Below are the records; retype each one exactly.
___
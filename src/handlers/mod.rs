//! NATS message handlers

pub mod ping;
pub mod route;
pub mod slots;

use std::future::Future;
use std::sync::Arc;

use anyhow::Result;
use async_nats::Client;
use serde::de::DeserializeOwned;
use serde::Serialize;
use tokio::select;
use tracing::{error, info, warn};
use uuid::Uuid;

use crate::config::Config;
use crate::error::SchedulingError;
use crate::services::engine::SchedulingEngine;
use crate::types::{ErrorResponse, Request, SuccessResponse};

pub const SUBJECT_PING: &str = "scheduler.ping";
pub const SUBJECT_FIND_SLOTS: &str = "scheduler.slots.find";
pub const SUBJECT_GAP_SLOTS: &str = "scheduler.slots.gaps";
pub const SUBJECT_OPTIMIZE_ROUTE: &str = "scheduler.route.optimize";

/// Decode a request envelope, run `operation` on its payload and encode the
/// reply envelope. Failures are always answered, never dropped.
pub(crate) async fn respond<Req, Resp, F, Fut>(payload: &[u8], operation: F) -> Result<Vec<u8>>
where
    Req: DeserializeOwned,
    Resp: Serialize,
    F: FnOnce(Req) -> Fut,
    Fut: Future<Output = Result<Resp, SchedulingError>>,
{
    let request: Request<Req> = match serde_json::from_slice(payload) {
        Ok(req) => req,
        Err(e) => {
            warn!("Failed to parse request: {}", e);
            let response = ErrorResponse::new(Uuid::nil(), "INVALID_REQUEST", e.to_string());
            return Ok(serde_json::to_vec(&response)?);
        }
    };

    let bytes = match operation(request.payload).await {
        Ok(result) => serde_json::to_vec(&SuccessResponse::new(request.id, result))?,
        Err(e) => serde_json::to_vec(&ErrorResponse::new(request.id, e.code(), e.to_string()))?,
    };
    Ok(bytes)
}

/// Start all message handlers
pub async fn start_handlers(client: Client, engine: Arc<SchedulingEngine>, config: &Config) -> Result<()> {
    info!("Starting message handlers...");

    let ping_sub = client.subscribe(SUBJECT_PING).await?;
    let find_sub = client.subscribe(SUBJECT_FIND_SLOTS).await?;
    let gaps_sub = client.subscribe(SUBJECT_GAP_SLOTS).await?;
    let optimize_sub = client.subscribe(SUBJECT_OPTIMIZE_ROUTE).await?;

    let timeout = config.store_timeout;

    let client_ping = client.clone();
    let ping_handle = tokio::spawn(async move { ping::handle_ping(client_ping, ping_sub).await });

    let client_find = client.clone();
    let engine_find = Arc::clone(&engine);
    let find_handle =
        tokio::spawn(async move { slots::handle_find(client_find, find_sub, engine_find, timeout).await });

    let client_gaps = client.clone();
    let engine_gaps = Arc::clone(&engine);
    let gaps_handle =
        tokio::spawn(async move { slots::handle_gaps(client_gaps, gaps_sub, engine_gaps, timeout).await });

    let client_optimize = client.clone();
    let engine_optimize = Arc::clone(&engine);
    let optimize_handle = tokio::spawn(async move {
        route::handle_optimize(client_optimize, optimize_sub, engine_optimize, timeout).await
    });

    info!(
        "Listening on {}, {}, {}, {}",
        SUBJECT_PING, SUBJECT_FIND_SLOTS, SUBJECT_GAP_SLOTS, SUBJECT_OPTIMIZE_ROUTE
    );

    // Any handler exiting means its subscription is gone
    select! {
        result = ping_handle => {
            error!("Ping handler finished: {:?}", result);
        }
        result = find_handle => {
            error!("Slot search handler finished: {:?}", result);
        }
        result = gaps_handle => {
            error!("Gap search handler finished: {:?}", result);
        }
        result = optimize_handle => {
            error!("Route optimize handler finished: {:?}", result);
        }
    }

    Ok(())
}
___
■ **YOUR RESPONSE**
filename src/handlers/mod.rs
//! NATS message handlers

pub mod ping;
pub mod route;
pub mod slots;

use std::future::Future;
use std::sync::Arc;

use anyhow::Result;
use async_nats::Client;
use serde::de::DeserializeOwned;
use serde::Serialize;
use tokio::select;
use tracing::{error, info, warn};
use uuid::Uuid;

use crate::config::Config;
use crate::error::SchedulingError;
use crate::services::engine::SchedulingEngine;
use crate::types::{ErrorResponse, Request, SuccessResponse};

pub const SUBJECT_PING: &str = "scheduler.ping";
pub const SUBJECT_FIND_SLOTS: &str = "scheduler.slots.find";
pub const SUBJECT_GAP_SLOTS: &str = "scheduler.slots.gaps";
pub const SUBJECT_OPTIMIZE_ROUTE: &str = "scheduler.route.optimize";

/// Decode a request envelope, run `operation` on its payload and encode the
/// reply envelope. Failures are always answered, never dropped.
pub(crate) async fn respond<Req, Resp, F, Fut>(payload: &[u8], operation: F) -> Result<Vec<u8>>
where
    Req: DeserializeOwned,
    Resp: Serialize,
    F: FnOnce(Req) -> Fut,
    Fut: Future<Output = Result<Resp, SchedulingError>>,
{
    let request: Request<Req> = match serde_json::from_slice(payload) {
        Ok(req) => req,
        Err(e) => {
            warn!("Failed to parse request: {}", e);
            let response = ErrorResponse::new(Uuid::nil(), "INVALID_REQUEST", e.to_string());
            return Ok(serde_json::to_vec(&response)?);
        }
    };

    let bytes = match operation(request.payload).await {
        Ok(result) => serde_json::to_vec(&SuccessResponse::new(request.id, result))?,
        Err(e) => serde_json::to_vec(&ErrorResponse::new(request.id, e.code(), e.to_string()))?,
    };
    Ok(bytes)
}

/// Start all message handlers
pub async fn start_handlers(client: Client, engine: Arc<SchedulingEngine>, config: &Config) -> Result<()> {
    info!("Starting message handlers...");

    let ping_sub = client.subscribe(SUBJECT_PING).await?;
    let find_sub = client.subscribe(SUBJECT_FIND_SLOTS).await?;
    let gaps_sub = client.subscribe(SUBJECT_GAP_SLOTS).await?;
    let optimize_sub = client.subscribe(SUBJECT_OPTIMIZE_ROUTE).await?;

    let timeout = config.store_timeout;

    let client_ping = client.clone();
    let ping_handle = tokio::spawn(async move { ping::handle_ping(client_ping, ping_sub).await });

    let client_find = client.clone();
    let engine_find = Arc::clone(&engine);
    let find_handle =
        tokio::spawn(async move { slots::handle_find(client_find, find_sub, engine_find, timeout).await });

    let client_gaps = client.clone();
    let engine_gaps = Arc::clone(&engine);
    let gaps_handle =
        tokio::spawn(async move { slots::handle_gaps(client_gaps, gaps_sub, engine_gaps, timeout).await });

    let client_optimize = client.clone();
    let engine_optimize = Arc::clone(&engine);
    let optimize_handle = tokio::spawn(async move {
        route::handle_optimize(client_optimize, optimize_sub, engine_optimize, timeout).await
    });

    info!(
        "Listening on {}, {}, {}, {}",
        SUBJECT_PING, SUBJECT_FIND_SLOTS, SUBJECT_GAP_SLOTS, SUBJECT_OPTIMIZE_ROUTE
    );

    // Any handler exiting means its subscription is gone
    select! {
        result = ping_handle => {
            error!("Ping handler finished: {:?}", result);
        }
        result = find_handle => {
            error!("Slot search handler finished: {:?}", result);
        }
        result = gaps_handle => {
            error!("Gap search handler finished: {:?}", result);
        }
        result = optimize_handle => {
            error!("Route optimize handler finished: {:?}", result);
        }
    }

    Ok(())
}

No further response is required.